▸ **Exercise details**: Every line of the records below that holds the word "options" belongs in the answer.

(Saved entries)
Content starts

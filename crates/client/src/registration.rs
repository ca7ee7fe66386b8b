//! Registration host.
//!
//! Plays the role of the hosting environment: it delivers install and activate
//! to routers, keeps track of which generation is active or waiting, and
//! decides which client contexts are controlled. Fetches from controlled
//! clients go through the active router; all other fetches go straight to the
//! network.

use std::collections::BTreeMap;
use std::sync::Arc;

use precache_core::{Error, Generation, Request, Response};
use serde::Serialize;
use tokio::sync::RwLock;

use crate::fetch::Network;
use crate::router::{ActivateReport, CacheRouter, FetchOutcome, InstallReport, Source};

/// What happened to a newly installed router.
#[derive(Debug, Clone, Serialize)]
pub struct DeployReport {
    pub install: InstallReport,
    /// Present when the router was activated right away.
    pub activation: Option<ActivateReport>,
    /// Clients now controlled by the new generation.
    pub claimed: Vec<String>,
}

/// A response delivered to a client.
#[derive(Debug, Clone)]
pub struct Served {
    pub response: Response,
    pub source: Source,
    /// False when the request bypassed the router entirely.
    pub intercepted: bool,
    /// Generation that handled the request, if any.
    pub generation: Option<String>,
}

/// A client context and its controlling generation.
#[derive(Debug, Clone, Serialize)]
pub struct ClientInfo {
    pub id: String,
    pub controller: Option<String>,
}

/// Point-in-time view of the registration.
#[derive(Debug, Clone, Serialize)]
pub struct RegistrationStatus {
    pub active: Option<Generation>,
    pub waiting: Option<Generation>,
    pub clients: Vec<ClientInfo>,
}

#[derive(Default)]
struct Slots {
    active: Option<Arc<CacheRouter>>,
    waiting: Option<Arc<CacheRouter>>,
    clients: BTreeMap<String, Option<String>>,
}

/// Host for a sequence of cache router deployments.
pub struct Registration {
    network: Arc<dyn Network>,
    slots: RwLock<Slots>,
}

impl Registration {
    pub fn new(network: Arc<dyn Network>) -> Self {
        Self { network, slots: RwLock::new(Slots::default()) }
    }

    pub async fn active(&self) -> Option<Arc<CacheRouter>> {
        self.slots.read().await.active.clone()
    }

    pub async fn waiting(&self) -> Option<Arc<CacheRouter>> {
        self.slots.read().await.waiting.clone()
    }

    /// Deliver install to `router`.
    ///
    /// On failure the currently active generation stays in place. On success
    /// the router is activated right away if it asked to skip waiting or
    /// nothing is active yet; otherwise it waits for [`activate_waiting`].
    ///
    /// [`activate_waiting`]: Registration::activate_waiting
    pub async fn install(&self, router: Arc<CacheRouter>) -> Result<DeployReport, Error> {
        let install = router.install().await?;

        let immediate = router.options().skip_waiting || self.slots.read().await.active.is_none();
        if !immediate {
            tracing::info!(generation = %router.cache_name(), "installed generation is waiting");
            self.slots.write().await.waiting = Some(router);
            return Ok(DeployReport { install, activation: None, claimed: Vec::new() });
        }

        match self.activate(router.clone()).await {
            Ok((activation, claimed)) => Ok(DeployReport { install, activation: Some(activation), claimed }),
            Err(e) => {
                tracing::warn!(generation = %router.cache_name(), error = %e, "activation failed, generation is waiting");
                self.slots.write().await.waiting = Some(router);
                Err(e)
            }
        }
    }

    /// Activate the waiting router.
    ///
    /// # Errors
    ///
    /// Returns `Error::NoWaitingGeneration` if nothing is waiting. A router
    /// whose activation fails stays waiting.
    pub async fn activate_waiting(&self) -> Result<ActivateReport, Error> {
        let router = self.waiting().await.ok_or(Error::NoWaitingGeneration)?;
        let (report, _) = self.activate(router).await?;
        Ok(report)
    }

    async fn activate(&self, router: Arc<CacheRouter>) -> Result<(ActivateReport, Vec<String>), Error> {
        let report = router.activate().await?;
        let name = router.cache_name().to_string();

        let mut slots = self.slots.write().await;
        if slots.waiting.as_ref().is_some_and(|w| Arc::ptr_eq(w, &router)) {
            slots.waiting = None;
        }
        if let Some(previous) = slots.active.replace(router.clone())
            && let Err(e) = previous.supersede().await
        {
            tracing::warn!(generation = %previous.cache_name(), error = %e, "could not supersede previous generation");
        }

        let mut claimed = Vec::new();
        if router.options().claim_clients {
            for (id, controller) in slots.clients.iter_mut() {
                if controller.as_deref() != Some(name.as_str()) {
                    *controller = Some(name.clone());
                    claimed.push(id.clone());
                }
            }
            tracing::info!(generation = %name, claimed = claimed.len(), "claimed clients");
        }

        Ok((report, claimed))
    }

    /// Register a client context. A client opened while a generation is
    /// active is controlled by it. Returns the controlling generation.
    pub async fn connect_client(&self, id: &str) -> Option<String> {
        let mut slots = self.slots.write().await;
        let controller = slots.active.as_ref().map(|r| r.cache_name().to_string());
        slots.clients.insert(id.to_string(), controller.clone());
        controller
    }

    /// Forget a client context. Returns false if it was not registered.
    pub async fn disconnect_client(&self, id: &str) -> bool {
        self.slots.write().await.clients.remove(id).is_some()
    }

    /// Deliver a fetch on behalf of `client`.
    ///
    /// A request without a client (a navigation) is handled by the active
    /// generation. A client is only intercepted while its controller is the
    /// active generation.
    ///
    /// # Errors
    ///
    /// - `Error::InvalidInput` for an unregistered client id
    /// - network and storage errors propagated from the router or the network
    pub async fn fetch(&self, client: Option<&str>, request: &Request) -> Result<Served, Error> {
        let router = {
            let slots = self.slots.read().await;
            let active = slots.active.clone();
            match client {
                None => active,
                Some(id) => {
                    let controller = slots
                        .clients
                        .get(id)
                        .ok_or_else(|| Error::InvalidInput(format!("unknown client: {id}")))?;
                    active.filter(|r| controller.as_deref() == Some(r.cache_name()))
                }
            }
        };

        if let Some(router) = router {
            let generation = Some(router.cache_name().to_string());
            if let FetchOutcome::Responded { response, source } = router.fetch(request).await? {
                return Ok(Served { response, source, intercepted: true, generation });
            }
        }

        let response = self.network.fetch(request).await?;
        Ok(Served { response, source: Source::Network, intercepted: false, generation: None })
    }

    pub async fn status(&self) -> RegistrationStatus {
        let (active, waiting, clients) = {
            let slots = self.slots.read().await;
            let clients = slots
                .clients
                .iter()
                .map(|(id, controller)| ClientInfo { id: id.clone(), controller: controller.clone() })
                .collect();
            (slots.active.clone(), slots.waiting.clone(), clients)
        };

        RegistrationStatus {
            active: match active {
                Some(r) => r.generation().await,
                None => None,
            },
            waiting: match waiting {
                Some(r) => r.generation().await,
                None => None,
            },
            clients,
        }
    }
}
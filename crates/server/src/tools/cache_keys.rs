//! cache_keys tool implementation.
//!
//! Lists stored generations and the registration's lifecycle view.

use rmcp::{ErrorData as McpError, model::CallToolResult};
use serde::Serialize;

use super::json_result;
use crate::handler::AppState;
use precache_client::RegistrationStatus;

/// One stored generation.
#[derive(Debug, Clone, Serialize)]
pub struct GenerationEntries {
    pub name: String,
    /// Request URLs stored in the generation.
    pub entries: Vec<String>,
}

/// Output from the cache_keys tool.
#[derive(Debug, Clone, Serialize)]
pub struct CacheKeysOutput {
    /// Generations in creation order.
    pub generations: Vec<GenerationEntries>,
    pub registration: RegistrationStatus,
}

/// Implementation of the cache_keys tool.
pub async fn keys_impl(state: &AppState) -> Result<CallToolResult, McpError> {
    let mut generations = Vec::new();
    for name in state.storage.keys().await? {
        let entries = state.storage.entries(&name).await?;
        generations.push(GenerationEntries { name, entries });
    }

    let registration = state.registration.status().await;
    json_result(&CacheKeysOutput { generations, registration })
}

#[cfg(test)]
mod tests {
    use super::*;
    use crate::tools::testing::{FixedNetwork, output_json, state_with};

    #[tokio::test]
    async fn test_keys_empty_store() {
        let state = state_with(FixedNetwork::default());
        let output = output_json(&keys_impl(&state).await.unwrap());
        assert_eq!(output["generations"], serde_json::json!([]));
        assert!(output["registration"]["active"].is_null());
    }

    #[tokio::test]
    async fn test_keys_after_install() {
        let state = state_with(
            FixedNetwork::default()
                .serve("http://localhost:8080/index.html", "<html>")
                .serve("http://localhost:8080/manifest.json", "{}"),
        );
        state.deploy().await.unwrap();

        let output = output_json(&keys_impl(&state).await.unwrap());

        assert_eq!(output["generations"][0]["name"], "precache-v1");
        assert_eq!(
            output["generations"][0]["entries"],
            serde_json::json!(["http://localhost:8080/index.html", "http://localhost:8080/manifest.json"])
        );
        assert_eq!(output["registration"]["active"]["state"], "active");
    }
}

Content ends

▸ **Answer space**:
        let immediate = router.options().skip_waiting || self.slots.read().await.active.is_none();
        if router.options().claim_clients {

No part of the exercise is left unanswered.